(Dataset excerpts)
────────

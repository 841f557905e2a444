// Copyright (c) 2025 Geoffrey Huntley <ghuntley@ghuntley.com>. All rights reserved.
// SPDX-License-Identifier: Proprietary

//! Audit logging for permission administration.
//!
//! Entries are queued on a bounded channel and fanned out to sinks on a
//! background task, so a slow or failing sink never holds up the mutation
//! that produced the entry.

pub mod error;
pub mod event;
pub mod filter;
pub mod pipeline;
pub mod sink;

pub use error::{AuditError, AuditResult, AuditSinkError};
pub use event::{AuditEventType, AuditLogBuilder, AuditLogEntry, AuditSeverity};
pub use filter::AuditFilterConfig;
pub use pipeline::{AuditService, AuditStats};
pub use sink::AuditSink;

pub use roster_server_config::{AuditConfig, QueueOverflowPolicy};

#[cfg(feature = "sink-sqlite")]
pub use sink::sqlite::SqliteAuditSink;

#[cfg(feature = "sink-tracing")]
pub use sink::tracing::TracingAuditSink;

────────

- [Assignment]: What lines of the data contain the string "event"? List them.

- [Expected answer]:
pub mod event;
pub use event::{AuditEventType, AuditLogBuilder, AuditLogEntry, AuditSeverity};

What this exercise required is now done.